Assignment:
Which lines below mention "filename"? Pick each one out.

[Stored items from a collection]
--

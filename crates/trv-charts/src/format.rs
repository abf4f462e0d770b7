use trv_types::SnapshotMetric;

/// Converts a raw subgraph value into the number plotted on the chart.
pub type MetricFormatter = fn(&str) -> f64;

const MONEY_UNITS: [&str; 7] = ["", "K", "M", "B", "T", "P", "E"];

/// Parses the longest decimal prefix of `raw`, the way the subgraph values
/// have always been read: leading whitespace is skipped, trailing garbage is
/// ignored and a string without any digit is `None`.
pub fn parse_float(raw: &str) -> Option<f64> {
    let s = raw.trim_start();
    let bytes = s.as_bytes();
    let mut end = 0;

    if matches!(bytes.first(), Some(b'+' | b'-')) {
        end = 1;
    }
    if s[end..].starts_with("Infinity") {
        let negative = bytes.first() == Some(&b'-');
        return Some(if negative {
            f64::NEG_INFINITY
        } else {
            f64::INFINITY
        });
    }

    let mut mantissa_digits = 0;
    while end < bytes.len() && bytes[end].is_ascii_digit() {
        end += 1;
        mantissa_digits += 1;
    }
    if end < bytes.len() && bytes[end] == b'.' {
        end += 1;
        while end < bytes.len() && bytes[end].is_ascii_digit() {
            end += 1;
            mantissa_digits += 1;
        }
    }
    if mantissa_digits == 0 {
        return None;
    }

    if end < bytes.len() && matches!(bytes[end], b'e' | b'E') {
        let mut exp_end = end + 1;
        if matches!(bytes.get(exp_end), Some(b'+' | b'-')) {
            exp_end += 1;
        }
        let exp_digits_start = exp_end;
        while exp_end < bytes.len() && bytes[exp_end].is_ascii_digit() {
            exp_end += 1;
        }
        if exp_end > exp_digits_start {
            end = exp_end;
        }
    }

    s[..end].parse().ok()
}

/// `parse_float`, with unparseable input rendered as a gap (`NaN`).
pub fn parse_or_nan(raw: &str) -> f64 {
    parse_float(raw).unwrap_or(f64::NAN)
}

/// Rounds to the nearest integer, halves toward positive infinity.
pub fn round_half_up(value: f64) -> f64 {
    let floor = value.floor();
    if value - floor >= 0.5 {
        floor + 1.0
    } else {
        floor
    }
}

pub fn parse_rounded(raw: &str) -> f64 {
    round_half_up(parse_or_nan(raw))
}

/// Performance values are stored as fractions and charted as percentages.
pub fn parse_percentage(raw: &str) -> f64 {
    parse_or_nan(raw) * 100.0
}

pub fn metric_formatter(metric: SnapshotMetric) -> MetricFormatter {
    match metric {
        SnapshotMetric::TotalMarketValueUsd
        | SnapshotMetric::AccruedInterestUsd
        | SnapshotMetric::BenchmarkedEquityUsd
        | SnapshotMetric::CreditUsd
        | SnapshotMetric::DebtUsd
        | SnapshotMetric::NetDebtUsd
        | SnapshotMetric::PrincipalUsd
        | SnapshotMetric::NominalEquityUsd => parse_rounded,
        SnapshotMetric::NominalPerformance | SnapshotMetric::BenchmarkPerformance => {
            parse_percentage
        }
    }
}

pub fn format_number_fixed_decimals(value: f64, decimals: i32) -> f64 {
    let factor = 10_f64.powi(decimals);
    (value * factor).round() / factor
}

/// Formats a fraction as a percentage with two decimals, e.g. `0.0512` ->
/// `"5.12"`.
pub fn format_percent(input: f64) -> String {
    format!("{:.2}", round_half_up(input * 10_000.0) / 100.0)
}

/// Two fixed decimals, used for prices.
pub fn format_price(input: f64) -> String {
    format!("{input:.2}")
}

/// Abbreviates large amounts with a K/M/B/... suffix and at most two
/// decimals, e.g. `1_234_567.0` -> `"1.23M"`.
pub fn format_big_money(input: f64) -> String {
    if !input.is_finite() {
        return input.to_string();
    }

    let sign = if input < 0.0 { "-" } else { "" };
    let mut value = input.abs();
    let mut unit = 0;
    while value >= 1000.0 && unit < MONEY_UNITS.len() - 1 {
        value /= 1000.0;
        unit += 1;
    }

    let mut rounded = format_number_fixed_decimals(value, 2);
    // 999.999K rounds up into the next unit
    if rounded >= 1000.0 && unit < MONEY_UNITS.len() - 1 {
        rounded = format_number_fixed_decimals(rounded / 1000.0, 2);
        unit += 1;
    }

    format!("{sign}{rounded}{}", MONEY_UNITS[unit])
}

--

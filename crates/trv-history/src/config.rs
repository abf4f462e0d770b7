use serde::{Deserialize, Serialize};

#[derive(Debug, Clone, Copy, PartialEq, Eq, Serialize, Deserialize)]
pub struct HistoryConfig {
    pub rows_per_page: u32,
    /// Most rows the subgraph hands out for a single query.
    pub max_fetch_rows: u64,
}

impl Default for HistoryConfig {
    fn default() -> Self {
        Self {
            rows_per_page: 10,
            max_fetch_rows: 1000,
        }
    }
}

--

Solution to the exercise:
filename crates/trv-charts/src/format.rs
filename crates/trv-history/src/config.rs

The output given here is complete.